In July 2007, Rwanda sent the WTO a brief notification of its intention to import 260,000 packs of the triple-combination ARV, reserving the right to modify the estimated quantity. It said it would not allow patent holders to enforce any patents on the product that may have been granted in its territory. As a least-developed country, Rwanda was not obliged to state anything else, nor did it need to notify its intention to use the system. In September 2007, the company applied for a compulsory licence in Canada which, under the system, would allow it to export 15,600,000 tablets (the equivalent of 260,000 packs) over a two-year period. The compulsory licence was granted two weeks later. The Canadian government notified the WTO in October that it was using the system as an exporting country. Canada reported that in October 2007 the Rwandan government issued a public tender for this triple-combination ARV. The Canadian company had originally offered its ARV at the no-profit price of US$ 0.39 per tablet.

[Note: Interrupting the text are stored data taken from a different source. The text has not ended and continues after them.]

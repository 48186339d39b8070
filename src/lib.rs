//! # https-only
//!
//! A request filter that pushes plaintext traffic onto HTTPS.
//!
//! Requests arriving over `http` are answered with a redirect to the same
//! URL on `https`. Requests that are already secure, or whose path is
//! excluded, are handed to the next stage unchanged.
//!
//! TLS itself is someone else's job: a proxy or load balancer in front of
//! the application terminates it. This crate only decides, per request,
//! whether to redirect.
//!
//! ## Exclusions
//!
//! - `/favicon.ico`: this exact path is never redirected.
//! - `/js/*`: nothing under the first-level folder `/js/` is redirected.
//!   Only first-level folders are supported.
//!
//! ## Quick start
//!
//! ```rust,no_run
//! use https_only::{HttpsOnly, Request, Response, Server};
//!
//! #[tokio::main]
//! async fn main() {
//!     let policy = HttpsOnly::create(44300, 301, &["/js/*", "/favicon.ico"])
//!         .expect("invalid redirect configuration");
//!
//!     Server::bind("0.0.0.0:8080")
//!         .https_only(policy)
//!         .serve(index)
//!         .await
//!         .unwrap();
//! }
//!
//! async fn index(_req: Request) -> Response {
//!     Response::html("<h1>Secure!</h1>")
//! }
//! ```
//!
//! ## Using the filter in another pipeline
//!
//! ```rust
//! use https_only::{Exchange, HttpsOnly, RequestHead};
//!
//! # #[tokio::main(flavor = "current_thread")]
//! # async fn main() -> Result<(), https_only::Error> {
//! let policy = HttpsOnly::default();
//! let mut exchange = Exchange::new(RequestHead::new("http", "/a").with_host("site.com"));
//!
//! policy.call(&mut exchange, |_| async { /* rest of the pipeline */ }).await?;
//!
//! assert_eq!(exchange.response.status.unwrap().as_u16(), 301);
//! assert_eq!(exchange.response.headers["location"], "https://site.com/a");
//! # Ok(())
//! # }
//! ```

mod error;
mod exchange;
mod exclusions;
mod request;
mod response;
mod server;
mod status;

pub mod middleware;

pub use error::Error;
pub use exchange::{Exchange, RequestHead, ResponseHead, X_FORWARDED_PROTO};
pub use exclusions::Exclusions;
pub use middleware::{Decision, HttpsOnly, HttpsOnlyBuilder, Redirect};
pub use request::Request;
pub use response::{ContentType, IntoResponse, Response, ResponseBuilder};
pub use server::Server;
pub use status::RedirectStatus;
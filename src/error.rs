//! Unified error type.

use std::fmt;

use http::header::InvalidHeaderValue;

/// The error type returned by https-only's fallible operations.
///
/// Only [`Error::InvalidConfiguration`] can come out of constructing a
/// policy. The request-time variants mean the caller handed the filter a
/// descriptor it cannot judge; they are never produced for a request that
/// is passed through.
#[derive(Debug)]
pub enum Error {
    /// The redirect status code is not one of 301, 303 or 307.
    InvalidConfiguration { code: u16 },
    /// A redirect is required but the request carries no `Host` header.
    MissingHost,
    /// The `Host` header is not visible ASCII.
    InvalidHost,
    /// The composed redirect target is not a legal header value.
    InvalidLocation(InvalidHeaderValue),
    /// Binding or accepting on the listener failed.
    Io(std::io::Error),
}

impl fmt::Display for Error {
    fn fmt(&self, f: &mut fmt::Formatter<'_>) -> fmt::Result {
        match self {
            Self::InvalidConfiguration { code } => write!(
                f,
                "invalid configuration: redirect code must be either 301, 303 or 307 (got {code})"
            ),
            Self::MissingHost => f.write_str("request has no host header"),
            Self::InvalidHost => f.write_str("host header is not valid ascii"),
            Self::InvalidLocation(e) => write!(f, "invalid location: {e}"),
            Self::Io(e) => write!(f, "io: {e}"),
        }
    }
}

impl std::error::Error for Error {
    fn source(&self) -> Option<&(dyn std::error::Error + 'static)> {
        match self {
            Self::InvalidLocation(e) => Some(e),
            Self::Io(e) => Some(e),
            _ => None,
        }
    }
}

impl From<std::io::Error> for Error {
    fn from(e: std::io::Error) -> Self {
        Self::Io(e)
    }
}

impl From<InvalidHeaderValue> for Error {
    fn from(e: InvalidHeaderValue) -> Self {
        Self::InvalidLocation(e)
    }
}
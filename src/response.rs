//! Outgoing HTTP response type and the [`IntoResponse`] conversion trait.
//!
//! Build a [`Response`] in the application and return it. The server turns it
//! into a hyper response; redirects produced by the filter take the same path.

use bytes::Bytes;
use http::header::{CONTENT_TYPE, HeaderName, HeaderValue};
use http::StatusCode;
use http_body_util::Full;

// ── ContentType ───────────────────────────────────────────────────────────────

/// Common content-type values for use with [`ResponseBuilder::bytes`].
pub enum ContentType {
    Html,         // text/html; charset=utf-8
    Json,         // application/json
    OctetStream,  // application/octet-stream
    Text,         // text/plain; charset=utf-8
}

impl ContentType {
    fn as_str(&self) -> &'static str {
        match self {
            Self::Html        => "text/html; charset=utf-8",
            Self::Json        => "application/json",
            Self::OctetStream => "application/octet-stream",
            Self::Text        => "text/plain; charset=utf-8",
        }
    }
}

// ── Response ─────────────────────────────────────────────────────────────────

/// An outgoing HTTP response.
///
/// ```rust
/// use https_only::{ContentType, Response};
/// use http::StatusCode;
///
/// Response::text("hello");
/// Response::html("<h1>Secure!</h1>");
/// Response::status(StatusCode::NO_CONTENT);
///
/// Response::builder()
///     .status(StatusCode::CREATED)
///     .header("location", "/users/42")
///     .bytes(ContentType::Json, br#"{"id":42}"#.to_vec());
/// ```
#[derive(Debug)]
pub struct Response {
    pub(crate) body: Bytes,
    pub(crate) headers: Vec<(HeaderName, HeaderValue)>,
    pub(crate) status: StatusCode,
}

impl Response {
    /// `200 OK`, `text/plain; charset=utf-8`.
    pub fn text(body: impl Into<String>) -> Self {
        Self::bytes_raw(ContentType::Text, Bytes::from(Into::<String>::into(body)))
    }

    /// `200 OK`, `text/html; charset=utf-8`.
    pub fn html(body: impl Into<String>) -> Self {
        Self::bytes_raw(ContentType::Html, Bytes::from(Into::<String>::into(body)))
    }

    /// Response with no body.
    pub fn status(code: StatusCode) -> Self {
        Self { body: Bytes::new(), headers: Vec::new(), status: code }
    }

    /// Builder for responses that need a custom status or extra headers.
    pub fn builder() -> ResponseBuilder {
        ResponseBuilder { headers: Vec::new(), status: StatusCode::OK }
    }

    pub fn status_code(&self) -> StatusCode { self.status }
    pub fn body(&self) -> &[u8] { &self.body }

    /// First value of a header, if present and valid UTF-8.
    pub fn header(&self, name: &str) -> Option<&str> {
        self.headers.iter()
            .find(|(k, _)| k.as_str().eq_ignore_ascii_case(name))
            .and_then(|(_, v)| v.to_str().ok())
    }

    fn bytes_raw(content_type: ContentType, body: Bytes) -> Self {
        Self {
            body,
            headers: vec![(CONTENT_TYPE, HeaderValue::from_static(content_type.as_str()))],
            status: StatusCode::OK,
        }
    }

    /// Converts into the hyper-facing response type.
    pub fn into_inner(self) -> http::Response<Full<Bytes>> {
        let mut response = http::Response::new(Full::new(self.body));
        *response.status_mut() = self.status;
        let headers = response.headers_mut();
        for (name, value) in self.headers {
            headers.append(name, value);
        }
        response
    }
}

// ── ResponseBuilder ───────────────────────────────────────────────────────────

/// Fluent builder for [`Response`].
///
/// Obtain via [`Response::builder()`]. Defaults to `200 OK`.
/// Terminated by a typed body method.
pub struct ResponseBuilder {
    headers: Vec<(HeaderName, HeaderValue)>,
    status: StatusCode,
}

impl ResponseBuilder {
    pub fn status(mut self, code: StatusCode) -> Self {
        self.status = code;
        self
    }

    /// Adds a header. Names or values that are not legal on the wire are
    /// skipped with a warning.
    pub fn header(mut self, name: &str, value: &str) -> Self {
        match (HeaderName::try_from(name), HeaderValue::try_from(value)) {
            (Ok(name), Ok(value)) => self.headers.push((name, value)),
            _ => tracing::warn!(header = name, "dropping invalid response header"),
        }
        self
    }

    /// Terminate with a plain-text body (`text/plain; charset=utf-8`).
    pub fn text(self, body: impl Into<String>) -> Response {
        self.finish(ContentType::Text, Bytes::from(Into::<String>::into(body)))
    }

    /// Terminate with a typed body.
    pub fn bytes(self, content_type: ContentType, body: Vec<u8>) -> Response {
        self.finish(content_type, Bytes::from(body))
    }

    /// Terminate with no body (e.g. `204 No Content`, `301 Moved Permanently`).
    pub fn no_body(self) -> Response {
        Response { body: Bytes::new(), headers: self.headers, status: self.status }
    }

    fn finish(self, content_type: ContentType, body: Bytes) -> Response {
        let mut headers = vec![(CONTENT_TYPE, HeaderValue::from_static(content_type.as_str()))];
        headers.extend(self.headers);
        Response { body, headers, status: self.status }
    }
}

// ── IntoResponse ──────────────────────────────────────────────────────────────

/// Conversion into an HTTP [`Response`].
///
/// Implement on your own types to return them directly from the application.
pub trait IntoResponse {
    fn into_response(self) -> Response;
}

impl IntoResponse for Response {
    fn into_response(self) -> Response { self }
}

impl IntoResponse for &'static str {
    fn into_response(self) -> Response { Response::text(self) }
}

impl IntoResponse for String {
    fn into_response(self) -> Response { Response::text(self) }
}

/// Return a status directly from the application: `return StatusCode::NOT_FOUND`
impl IntoResponse for StatusCode {
    fn into_response(self) -> Response { Response::status(self) }
}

There were indications that at least four Indian generic manufacturers could supply the product at a lower price.
Canada reported that if Rwanda had procured the ARVs from these manufacturers, it would not have needed to use the system at all, since the products were not patented in India. However, during the tender process, the Canadian company halved its price to US$ 0.195 per tablet. In May 2008, the company announced that it had won the tender.
In line with the terms of the CAMR and the system itself, the tablets shipped to Rwanda were distinguished from the version manufactured for the domestic market by the mark “XCL” and white colouring, instead of the standard blue. The packaging bore an export tracking number issued by the Canadian government. Details of the product and its distinguishing characteristics, as well as details of the shipment, were posted on the web. A royalty was payable by the Canadian company for the right to use the patent, but the patent holders waived payment. A total of 6,785,000 tablets were shipped to Rwanda in September 2008, and an additional 7,628,000 tablets were shipped in September 2009, i.e. within the two-year validity period of the compulsory licence.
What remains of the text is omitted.